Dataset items

****

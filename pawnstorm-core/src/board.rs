//! Board geometry with rank/file squares

use crate::error::{ChessError, Result};
use serde::{Deserialize, Serialize};
use std::fmt;

/// Board width and height
pub const BOARD_SIZE: i8 = 8;

/// A square on the 8x8 board, always in bounds
#[derive(Clone, Copy, Debug, PartialEq, Eq, Hash, PartialOrd, Ord, Serialize, Deserialize)]
#[serde(try_from = "(i8, i8)", into = "(i8, i8)")]
pub struct Square {
    rank: i8,
    file: i8,
}

impl Square {
    /// Create a square, failing on coordinates outside 0..8
    pub fn new(rank: i8, file: i8) -> Result<Self> {
        if Self::in_bounds(rank, file) {
            Ok(Self { rank, file })
        } else {
            Err(ChessError::InvalidSquare { rank, file })
        }
    }

    /// Square from a grid index (rank * 8 + file)
    pub(crate) const fn from_index(index: usize) -> Self {
        Self {
            rank: (index / BOARD_SIZE as usize) as i8,
            file: (index % BOARD_SIZE as usize) as i8,
        }
    }

    pub const fn rank(&self) -> i8 {
        self.rank
    }

    pub const fn file(&self) -> i8 {
        self.file
    }

    /// Grid index (rank * 8 + file)
    pub const fn index(&self) -> usize {
        (self.rank * BOARD_SIZE + self.file) as usize
    }

    /// Step by (d_rank, d_file); None when that leaves the board
    pub fn offset(&self, d_rank: i8, d_file: i8) -> Option<Square> {
        let rank = self.rank + d_rank;
        let file = self.file + d_file;
        Self::in_bounds(rank, file).then_some(Self { rank, file })
    }

    /// Iterate all 64 squares, rank-major
    pub fn all() -> impl Iterator<Item = Square> {
        (0..(BOARD_SIZE * BOARD_SIZE) as usize).map(Square::from_index)
    }

    fn in_bounds(rank: i8, file: i8) -> bool {
        (0..BOARD_SIZE).contains(&rank) && (0..BOARD_SIZE).contains(&file)
    }
}

impl TryFrom<(i8, i8)> for Square {
    type Error = ChessError;

    fn try_from((rank, file): (i8, i8)) -> Result<Self> {
        Square::new(rank, file)
    }
}

impl From<Square> for (i8, i8) {
    fn from(sq: Square) -> Self {
        (sq.rank, sq.file)
    }
}

impl fmt::Display for Square {
    fn fmt(&self, f: &mut fmt::Formatter<'_>) -> fmt::Result {
        write!(f, "({},{})", self.rank, self.file)
    }
}

impl std::str::FromStr for Square {
    type Err = ChessError;

    /// Parse "rank,file" (parentheses optional)
    fn from_str(s: &str) -> Result<Self> {
        let trimmed = s.trim().trim_start_matches('(').trim_end_matches(')');
        let malformed = || ChessError::MalformedState(format!("bad square: {s:?}"));
        let (rank, file) = trimmed.split_once(',').ok_or_else(malformed)?;
        let rank = rank.trim().parse::<i8>().map_err(|_| malformed())?;
        let file = file.trim().parse::<i8>().map_err(|_| malformed())?;
        Square::new(rank, file)
    }
}

/// Orthogonal direction vectors (d_rank, d_file)
pub const ORTHOGONALS: [(i8, i8); 4] = [(1, 0), (-1, 0), (0, -1), (0, 1)];

/// Diagonal direction vectors (d_rank, d_file)
pub const DIAGONALS: [(i8, i8); 4] = [(1, -1), (1, 1), (-1, -1), (-1, 1)];

/// All eight king/queen directions
pub const ALL_DIRECTIONS: [(i8, i8); 8] = [
    (1, 0),
    (-1, 0),
    (0, -1),
    (0, 1),
    (1, -1),
    (1, 1),
    (-1, -1),
    (-1, 1),
];

/// Knight jump offsets
pub const KNIGHT_JUMPS: [(i8, i8); 8] = [
    (1, 2),
    (1, -2),
    (-1, 2),
    (-1, -2),
    (2, 1),
    (2, -1),
    (-2, 1),
    (-2, -1),
];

****

-- EXERCISE INSTRUCTIONS --
All lines with the string "impl" must be copied from the data.

-- THE COMPLETED TASK --
impl Square {
    pub fn all() -> impl Iterator<Item = Square> {
impl TryFrom<(i8, i8)> for Square {
impl From<Square> for (i8, i8) {
impl fmt::Display for Square {
impl std::str::FromStr for Square {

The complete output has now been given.